So, with this gradual continuum of reality, I can claim that math is somewhere between "objective reality" and "informational reality". To see this, take some piece of crystal and count the number of atoms in it. That number is an abstract informational concept, but it is an observable attribute of the physical object - the crystal piece we started with - and any diligent and capable observer would count the same number of atoms in that particular object.

Or, in other words, math is certainly less real than the piece of crystal itself. But if we use math to process information which originates from "objective reality", then those kinds of math that can make accurate and useful predictions about "objective reality" implicitly gain some of that reality, too (that kind of math is called physics). That's because math grounded in objective reality is not arbitrary, but constrained by nature's laws.


That leads us to question 2: would an alien intelligence understand fractals as humans do?
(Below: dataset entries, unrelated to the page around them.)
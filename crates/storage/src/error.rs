// SPDX-License-Identifier: MIT

use spindle_core::ItemId;
use thiserror::Error;

use crate::checkpoint::LoadError;
use crate::snapshot::SnapshotError;
use crate::wal::WalError;

#[derive(Debug, Error)]
pub enum StorageError {
    #[error("queue item {0} not found")]
    NotFound(ItemId),
    #[error("fingerprint {0:?} already has an active item; pass allow_duplicate to override")]
    DuplicateFingerprint(String),
    #[error(transparent)]
    Wal(#[from] WalError),
    #[error(transparent)]
    Snapshot(#[from] SnapshotError),
    #[error(transparent)]
    Load(#[from] LoadError),
}

/// The fixed column set a fully up-to-date [`spindle_core::QueueItem`]
/// decodes to; diffed against a live item's keys to flag columns an older
/// snapshot left backfilled-missing.
pub const QUEUE_ITEM_COLUMNS: &[&str] = &[
    "id",
    "disc_title",
    "source_path",
    "disc_fingerprint",
    "status",
    "progress",
    "rip_spec_data",
    "metadata_json",
    "needs_review",
    "review_reason",
    "review_dir_override",
    "ripped_file",
    "encoded_file",
    "final_file",
    "encoding_details_json",
    "error_message",
    "background_log_path",
    "created_at",
    "updated_at",
    "active_episode_key",
    "allow_duplicate",
    "priority",
];

/// Health report for `db-health`, surfaced verbatim over IPC.
#[derive(Debug, Clone, serde::Serialize, serde::Deserialize)]
pub struct DatabaseHealth {
    pub wal_entries_since_snapshot: u64,
    pub last_snapshot_seq: u64,
    pub last_snapshot_at: Option<chrono::DateTime<chrono::Utc>>,
    pub item_count: usize,
    pub columns_present: Vec<String>,
    pub missing_columns: Vec<String>,
    pub ok: bool,
    pub detail: Option<String>,
}
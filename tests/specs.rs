//! Workspace-level acceptance tests: the numbered scenarios from the
//! spec's "Testable Properties" section, exercised against the real
//! crates rather than mocks — storage for the durable invariants,
//! the daemon's actual IPC listener for the log-tail follow contract.

use std::path::Path;
use std::sync::Arc;
use std::time::Duration;

use spindle_core::{Fingerprint, ItemId, ItemStatus, SystemClock};
use spindle_daemon::{lifecycle, Config, ListenCtx, Listener};
use spindle_storage::QueueStore;
use spindle_wire::{read_message, write_message, Request, Response};
use tokio::net::UnixStream;
use tokio_util::sync::CancellationToken;

fn test_config(dir: &Path) -> Config {
    Config {
        socket_path: dir.join("spindle.sock"),
        lock_path: dir.join("spindle.lock"),
        pid_path: dir.join("spindle.pid"),
        log_path: dir.join("spindle.log"),
        queue_db_path: dir.join("queue.db"),
        staging_dir: dir.join("staging"),
        cache_dir: dir.join("cache"),
        settings_path: dir.join("spindle.toml"),
        state_dir: dir.to_path_buf(),
    }
}

/// Invariant 1: at most one non-terminal item per fingerprint survives
/// unless `allow_duplicate` overrides the check.
#[test]
fn fingerprint_uniqueness_rejects_a_second_active_insert() {
    let dir = tempfile::tempdir().unwrap();
    let store = QueueStore::open(dir.path(), SystemClock).unwrap();
    let fp = Fingerprint::new("FP1");

    store.new_disc("The Matrix", None, fp.clone(), false, 0).unwrap();
    let err = store.new_disc("The Matrix", None, fp.clone(), false, 0).unwrap_err();
    assert!(matches!(err, spindle_storage::StorageError::DuplicateFingerprint(_)));

    // allow_duplicate bypasses the check.
    store.new_disc("The Matrix", None, fp, true, 0).unwrap();
    assert_eq!(store.list().len(), 2);
}

/// S3: crash recovery maps each mid-processing status to its resume
/// point, and invariant 2 requires `reset_stuck` to be idempotent.
#[test]
fn s3_crash_recovery_resets_stuck_items_to_their_resume_point() {
    let dir = tempfile::tempdir().unwrap();
    let store = QueueStore::open(dir.path(), SystemClock).unwrap();

    let identifying = store.new_disc("A", None, Fingerprint::new("FP-A"), false, 0).unwrap();
    store.update_status(identifying.id, ItemStatus::Identifying, None).unwrap();

    let ripping = store.new_disc("B", None, Fingerprint::new("FP-B"), false, 0).unwrap();
    store.update_status(ripping.id, ItemStatus::Ripping, None).unwrap();

    let encoding = store.new_disc("C", None, Fingerprint::new("FP-C"), false, 0).unwrap();
    store.update_status(encoding.id, ItemStatus::Encoding, None).unwrap();

    let organizing = store.new_disc("D", None, Fingerprint::new("FP-D"), false, 0).unwrap();
    store.update_status(organizing.id, ItemStatus::Organizing, None).unwrap();

    let reset = store.reset_stuck().unwrap();
    assert_eq!(reset.len(), 4);

    assert_eq!(store.get_by_id(identifying.id).unwrap().status, ItemStatus::Pending);
    assert_eq!(store.get_by_id(ripping.id).unwrap().status, ItemStatus::Identified);
    assert_eq!(store.get_by_id(encoding.id).unwrap().status, ItemStatus::Ripped);
    assert_eq!(store.get_by_id(organizing.id).unwrap().status, ItemStatus::Encoded);

    // Applying it again is a no-op: nothing is left in a processing status.
    let second = store.reset_stuck().unwrap();
    assert!(second.is_empty());
}

/// S5: stopping an in-flight item marks it failed with a `user_stop`
/// review reason while leaving untouched items alone.
#[test]
fn s5_stop_in_flight_leaves_pending_items_untouched() {
    let dir = tempfile::tempdir().unwrap();
    let store = QueueStore::open(dir.path(), SystemClock).unwrap();

    let ripping = store.new_disc("Ripping Disc", None, Fingerprint::new("FP-R"), false, 0).unwrap();
    store.update_status(ripping.id, ItemStatus::Ripping, None).unwrap();
    let pending = store.new_disc("Pending Disc", None, Fingerprint::new("FP-P"), false, 0).unwrap();

    store.stop_items(&[ripping.id]).unwrap();

    let stopped = store.get_by_id(ripping.id).unwrap();
    assert_eq!(stopped.status, ItemStatus::Failed);
    assert_eq!(stopped.review_reason.as_deref(), Some("user_stop"));

    let untouched = store.get_by_id(pending.id).unwrap();
    assert_eq!(untouched.status, ItemStatus::Pending);
}

/// S7: `log_tail(offset=-1, limit=2)` reads the last two lines, and a
/// subsequent `follow` call unblocks as soon as a new line is appended.
#[tokio::test]
async fn s7_log_tail_follow_unblocks_on_new_data() {
    let dir = tempfile::tempdir().unwrap();
    let config = test_config(dir.path());
    std::fs::write(&config.log_path, "a\nb\nc\n").unwrap();

    let daemon = Arc::new(lifecycle::startup(config).await.unwrap());
    let shutdown = CancellationToken::new();
    let ctx = Arc::new(ListenCtx { daemon: daemon.clone(), shutdown: shutdown.clone(), dependencies: vec![] });
    let listener = Listener::bind(&daemon.config.socket_path, ctx).unwrap();
    let listener_task = tokio::spawn(listener.run());

    let tail_offset = {
        let mut stream = UnixStream::connect(&daemon.config.socket_path).await.unwrap();
        write_message(&mut stream, &Request::LogTail { offset: -1, limit: 2, follow: false, wait_millis: 0 })
            .await
            .unwrap();
        match read_message::<_, Response>(&mut stream).await.unwrap() {
            Response::LogLines { lines, offset } => {
                assert_eq!(lines, vec!["b".to_string(), "c".to_string()]);
                offset
            }
            other => panic!("unexpected response: {other:?}"),
        }
    };

    let log_path = daemon.config.log_path.clone();
    let follow_task = tokio::spawn(async move {
        let mut stream = UnixStream::connect(&daemon.config.socket_path).await.unwrap();
        write_message(
            &mut stream,
            &Request::LogTail { offset: tail_offset, limit: 10, follow: true, wait_millis: 5_000 },
        )
        .await
        .unwrap();
        read_message::<_, Response>(&mut stream).await.unwrap()
    });

    tokio::time::sleep(Duration::from_millis(100)).await;
    let mut file = std::fs::OpenOptions::new().append(true).open(&log_path).unwrap();
    use std::io::Write as _;
    writeln!(file, "d").unwrap();

    let response = tokio::time::timeout(Duration::from_secs(5), follow_task).await.unwrap().unwrap();
    match response {
        Response::LogLines { lines, .. } => assert_eq!(lines, vec!["d".to_string()]),
        other => panic!("unexpected response: {other:?}"),
    }

    shutdown.cancel();
    let _ = listener_task.await;
    daemon.shutdown().await;
}

/// Exercises the daemon's `Hello`/`Status` round-trip over the real
/// socket, independent of the log-tail path above.
#[tokio::test]
async fn hello_and_status_round_trip_over_the_socket() {
    let dir = tempfile::tempdir().unwrap();
    let config = test_config(dir.path());
    let daemon = Arc::new(lifecycle::startup(config).await.unwrap());
    let shutdown = CancellationToken::new();
    let ctx = Arc::new(ListenCtx { daemon: daemon.clone(), shutdown: shutdown.clone(), dependencies: vec!["ffmpeg".into()] });
    let listener = Listener::bind(&daemon.config.socket_path, ctx).unwrap();
    let listener_task = tokio::spawn(listener.run());

    let mut stream = UnixStream::connect(&daemon.config.socket_path).await.unwrap();
    write_message(&mut stream, &Request::Hello { version: "test".into() }).await.unwrap();
    match read_message::<_, Response>(&mut stream).await.unwrap() {
        Response::Hello { version } => assert!(!version.is_empty()),
        other => panic!("unexpected response: {other:?}"),
    }

    let mut stream = UnixStream::connect(&daemon.config.socket_path).await.unwrap();
    write_message(&mut stream, &Request::Status).await.unwrap();
    match read_message::<_, Response>(&mut stream).await.unwrap() {
        Response::Status { running, queue_stats, .. } => {
            assert!(running);
            assert_eq!(queue_stats.get("total").copied().unwrap_or(999), 0);
        }
        other => panic!("unexpected response: {other:?}"),
    }

    shutdown.cancel();
    let _ = listener_task.await;
    daemon.shutdown().await;
    let _ = ItemId::new(0);
}
// SPDX-License-Identifier: MIT

//! Requests a CLI client sends to the daemon. One variant per §6 method.

use serde::{Deserialize, Serialize};
use spindle_core::ItemId;

#[derive(Debug, Clone, Serialize, Deserialize, PartialEq)]
#[serde(tag = "type")]
pub enum Request {
    Hello { version: String },
    Start,
    Stop,
    Status,
    QueueList { statuses: Option<Vec<String>> },
    QueueDescribe { id: ItemId },
    QueueClear,
    QueueClearCompleted,
    QueueClearFailed,
    QueueRemove { ids: Vec<ItemId> },
    QueueReset,
    QueueRetry { ids: Option<Vec<ItemId>> },
    QueueRetryEpisode { id: ItemId, episode_key: String },
    QueueStop { ids: Vec<ItemId> },
    LogTail { offset: i64, limit: usize, follow: bool, wait_millis: u64 },
    FetchLogEvents {
        since: Option<u64>,
        limit: usize,
        follow: bool,
        tail: bool,
        component: Option<String>,
        lane: Option<String>,
        correlation_id: Option<String>,
        item: Option<ItemId>,
        level: Option<String>,
        alert: Option<bool>,
        decision_type: Option<String>,
        search: Option<String>,
    },
    /// Insert a newly detected disc into the queue. Mirrors C1's
    /// `new_disc` operation, plus §4.2's resume-from-cache check.
    DiscInsert {
        title: String,
        source_path: Option<String>,
        fingerprint: String,
        #[serde(default)]
        allow_duplicate: bool,
        #[serde(default)]
        priority: i32,
    },
    DiscPause,
    DiscResume,
    DatabaseHealth,
    TestNotification,
}
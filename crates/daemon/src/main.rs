// SPDX-License-Identifier: MIT

//! `spindled`: the daemon binary. Loads configuration, acquires the
//! process lock, replays the WAL, binds the IPC socket, and runs until
//! a `stop` request or `SIGTERM`/`SIGINT` tells it to drain and exit.

use std::sync::Arc;

use spindle_daemon::{Config, ListenCtx, Listener};
use tokio_util::sync::CancellationToken;
use tracing::{error, info};
use tracing_subscriber::{layer::SubscriberExt, util::SubscriberInitExt};

#[tokio::main]
async fn main() -> anyhow::Result<()> {
    let config = Config::load()?;

    let file_appender = tracing_appender::rolling::never(&config.state_dir, "spindle.log");
    let (non_blocking, _guard) = tracing_appender::non_blocking(file_appender);

    tracing_subscriber::registry()
        .with(
            tracing_subscriber::EnvFilter::try_from_default_env()
                .unwrap_or_else(|_| "spindle_daemon=info,spindle_engine=info".into()),
        )
        .with(tracing_subscriber::fmt::layer().with_writer(non_blocking).with_ansi(false))
        .init();

    info!(state_dir = %config.state_dir.display(), "starting spindled");

    let daemon = Arc::new(spindle_daemon::lifecycle::startup(config).await?);
    let (ripper_lane, encoder_lane) = daemon.workflow.spawn_lanes();

    let shutdown = CancellationToken::new();
    let ctx = Arc::new(ListenCtx {
        daemon: daemon.clone(),
        shutdown: shutdown.clone(),
        dependencies: dependency_versions(),
    });

    let listener = Listener::bind(&daemon.config.socket_path, ctx.clone())?;

    tokio::select! {
        _ = listener.run() => {
            info!("listener stopped itself");
        }
        _ = wait_for_signal() => {
            info!("received termination signal");
            shutdown.cancel();
        }
    }

    ripper_lane.abort();
    encoder_lane.abort();
    daemon.shutdown().await;

    Ok(())
}

async fn wait_for_signal() {
    #[cfg(unix)]
    {
        use tokio::signal::unix::{signal, SignalKind};
        let mut term = match signal(SignalKind::terminate()) {
            Ok(s) => s,
            Err(e) => {
                error!(error = %e, "failed to install SIGTERM handler");
                std::future::pending::<()>().await;
                unreachable!()
            }
        };
        tokio::select! {
            _ = term.recv() => {}
            _ = tokio::signal::ctrl_c() => {}
        }
    }
    #[cfg(not(unix))]
    {
        let _ = tokio::signal::ctrl_c().await;
    }
}

fn dependency_versions() -> Vec<String> {
    vec!["makemkvcon".to_string(), "HandBrakeCLI".to_string(), "ffmpeg".to_string()]
}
IMHO, if those aliens live in a universe with the same natural laws, and if they discovered and use physics to make use of their environment, then their math will most likely be very similar to our math, because both schools of thought were shaped by identical constraints.

So this leads to a two-pronged answer: if the aliens have some form of technology (that is sufficiently advanced) then they will be able to understand fractal geometry. But if their use of math is detached from "objective reality", if it is a purely philosophical hobby to the aliens, then they might not recognize the concepts underlying "our" fractal geometry.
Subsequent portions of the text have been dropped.